Isère : un important dispositif de recherches lancé pour localiser un septuagénaire disparu en randonnée

Le chien de Saint-Hubert est utilisé pour rechercher des personnes disparues. / © THIERRY ZOCCOLAN / AFP
Le chien de Saint-Hubert est utilisé pour rechercher des personnes disparues. / © THIERRY ZOCCOLAN / AFP

Un homme de 79 ans n'a donné aucun signe de vie depuis samedi 1er juin, après être parti en randonnée dans un bois près de Vizille, en Isère. En début de semaine prochaine, un dispositif de recherches mobilisant une trentaine de personnes va être mis en place pour tenter de retrouver sa trace.

Par Margot Desmas

Cinq jours après la disparition d'un randonneur de 79 ans dans le secteur de Vizille (Isère), la zone de recherches se précise.

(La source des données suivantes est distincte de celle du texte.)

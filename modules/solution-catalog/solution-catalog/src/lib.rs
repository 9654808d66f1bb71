//! Solution Catalog Module Implementation
//!
//! Browses installable modules and manages the lifecycle of customer
//! solutions and their deployment environments. The public API is defined in
//! `solution-catalog-sdk` and re-exported here.
//!
//! ## Architecture
//!
//! - **Immutable catalog**: modules are indexed once at startup and shared without locking
//! - **Atomic registry**: every solution mutation runs on a copy swapped in under a write lock
//! - **README lookup**: rendered through the GitHub API, failures degrade to an empty README

#![forbid(unsafe_code)]
#![deny(rust_2018_idioms)]

// === PUBLIC API (from SDK) ===
pub use solution_catalog_sdk::{
    ComponentType, Environment, EnvironmentModule, EnvironmentStatus, Module, ModuleAttributes,
    ModuleCatalogApi, ModuleComponent, ModuleDependency, NewEnvironment, Solution,
    SolutionCatalogError, SolutionModule, SolutionRegistryApi, is_development_environment,
};

// === MODULE DEFINITION ===
pub mod module;
pub use module::SolutionCatalogModule;

pub mod local_client;

// === CONFIGURATION ===
pub mod config;
pub use config::{ReadmeConfig, SolutionCatalogConfig};

// === INTERNAL MODULES ===
#[doc(hidden)]
pub mod api;
#[doc(hidden)]
pub mod domain;
#[doc(hidden)]
pub mod infra;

Plusieurs opérations ont été menées depuis samedi 1er juin pour retrouver cet Isérois : survols en hélicoptère, appel à témoins, ratissage du secteur... Mardi, un chien de Saint-Hubert s'est rendu sur place pour déterminer l'itinéraire du disparu avec plus de précision.
 

"Ce chien, qui a le sens de l'odorat le plus développé, a permis de restreindre les recherches à une zone de 1 km² autour du bois de Cornage", précise-t-on à la gendarmerie de Vizille. Ce qui permet d'organiser une importante opération pour retrouver la trace du randonneur. Militaires du PGHM, gendarmes et membres de la Sécurité civile vont être mobilisés, en début de semaine prochaine, pour ratisser le bois.

 

Course contre la montre


En tout, une trentaine de personnes de ces différents services vont être appelées. "Le PGHM va effectuer un travail de cordes sur les falaises les plus escarpées, les gendarmes du groupe Montagne seront affectés à des parties plus basses et la Sécurité civile mobilisera des chiens pour suivre la piste", ajoute le capitaine Déchaux de la brigade de gendarmerie de Vizille, en charge de l'enquête.
 

Moins d'une semaine après la disparition du septuagénaire, les enquêteurs n'écartent toujours aucune piste sur les raisons de cette disparition. Mais les chances de retrouver le randonneur en vie s'amenuisent à mesure que les jours passent : "avec les fortes chaleurs dans la journée, il doit être déshydraté."

L'appel à témoins lancé dimanche n'a rien donné, malgré les nombreux passages de randonneurs dans le secteur de la disparition. Les espoirs des secours reposent donc largement sur cette large opération dont la date précise n'a pas encore été déterminée.